If you are taking any of these medications, speak with your doctor or pharmacist. Depending on your specific circumstances, your doctor may want you to:

  • stop taking one of the medications,
  • change one of the medications to another,
  • change how you are taking one or both of the medications, or
  • leave everything as is.

An interaction between two medications does not always mean that you must stop taking one of them. Speak to your doctor about how any drug interactions are being managed or should be managed.

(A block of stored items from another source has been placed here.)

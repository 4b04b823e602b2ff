// src/errors.rs

//! Crate-wide error aliases and helpers.
//!
//! Most fallible paths use `anyhow` directly. The one typed error surface is
//! the subprocess exit taxonomy, which lives next to the process runner in
//! [`crate::exec`] and is re-exported here.

pub use anyhow::{Error, Result};

pub use crate::exec::ExitError;
// src/engine/debounce.rs

use std::future::Future;
use std::pin::Pin;
use std::sync::Arc;
use std::time::Duration;

use parking_lot::Mutex;
use tracing::debug;

/// An asynchronous build operation driven by [`DebouncedBuilder`].
///
/// Implementations own whatever state the build needs and report failures
/// through their own logging; the builder only cares that a run completed,
/// never whether it succeeded.
pub trait BuildJob: Send + Sync {
    fn run(&self) -> Pin<Box<dyn Future<Output = ()> + Send + '_>>;
}

/// Where the builder currently is in its run cycle.
///
/// `RunningQueued` can only be entered from `Running`, which keeps "queued
/// implies running" structural rather than checked.
#[derive(Debug, Clone, Copy, PartialEq, Eq)]
enum RunPhase {
    Idle,
    Running,
    RunningQueued,
}

#[derive(Debug)]
struct BuilderState {
    debouncing: bool,
    phase: RunPhase,
}

struct BuilderInner {
    job: Box<dyn BuildJob>,
    period: Duration,
    state: Mutex<BuilderState>,
}

/// Coalesces bursts of change notifications into serialized build runs.
///
/// [`touch`](Self::touch) opens a debounce window (at most one at a time);
/// when the window expires a run is requested. At most one run is active at
/// any instant. A request landing mid-run is remembered and dispatched as
/// exactly one follow-up run, repeating until a run finishes with nothing
/// queued behind it.
#[derive(Clone)]
pub struct DebouncedBuilder {
    inner: Arc<BuilderInner>,
}

impl DebouncedBuilder {
    pub fn new(job: Box<dyn BuildJob>, period: Duration) -> Self {
        Self {
            inner: Arc::new(BuilderInner {
                job,
                period,
                state: Mutex::new(BuilderState {
                    debouncing: false,
                    phase: RunPhase::Idle,
                }),
            }),
        }
    }

    /// Signal that a relevant change happened.
    ///
    /// Idempotent while a debounce window is open; otherwise opens one of
    /// `period` and requests a run when it expires. Never suspends; must be
    /// called from within a tokio runtime.
    pub fn touch(&self) {
        {
            let mut state = self.inner.state.lock();
            if state.debouncing {
                return;
            }
            state.debouncing = true;
        }

        let builder = self.clone();
        tokio::spawn(async move {
            tokio::time::sleep(builder.inner.period).await;
            builder.inner.state.lock().debouncing = false;
            builder.rebuild().await;
        });
    }

    /// Run the build now, serialized against any in-flight run.
    ///
    /// If a run is already active this returns immediately after queueing;
    /// the active runner picks the request up as soon as its current pass
    /// completes (not debounced). Queued requests collapse into one.
    pub async fn rebuild(&self) {
        {
            let mut state = self.inner.state.lock();
            match state.phase {
                RunPhase::Running => {
                    state.phase = RunPhase::RunningQueued;
                    return;
                }
                RunPhase::RunningQueued => return,
                RunPhase::Idle => state.phase = RunPhase::Running,
            }
        }

        loop {
            self.inner.job.run().await;

            let mut state = self.inner.state.lock();
            if state.phase == RunPhase::RunningQueued {
                state.phase = RunPhase::Running;
                drop(state);
                debug!("request arrived mid-run, running again");
                continue;
            }
            state.phase = RunPhase::Idle;
            return;
        }
    }
}
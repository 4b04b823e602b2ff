// src/exec/mod.rs

//! Process execution layer.
//!
//! [`process`] wraps `tokio::process::Command` to turn a spawned child into
//! a control handle plus a completion future with a typed failure taxonomy
//! (nonzero exit vs. signal termination) and chunk-based output capture.
//! Everything in the crate that runs a subprocess (bundler invocations, the
//! native build script, the supervised server) goes through it.

pub mod process;

pub use process::{
    signal_name, spawn_process, Completion, ExitError, ProcessHandle, SpawnOptions,
    SpawnedProcess,
};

Medications other than those listed above may interact with this medication. Tell your doctor or prescriber about all prescription, over-the-counter (non-prescription), and herbal medications you are taking. Also tell them about any supplements you take. Since caffeine, alcohol, the nicotine from cigarettes, or street drugs can affect the action of many medications, you should let your prescriber know if you use them.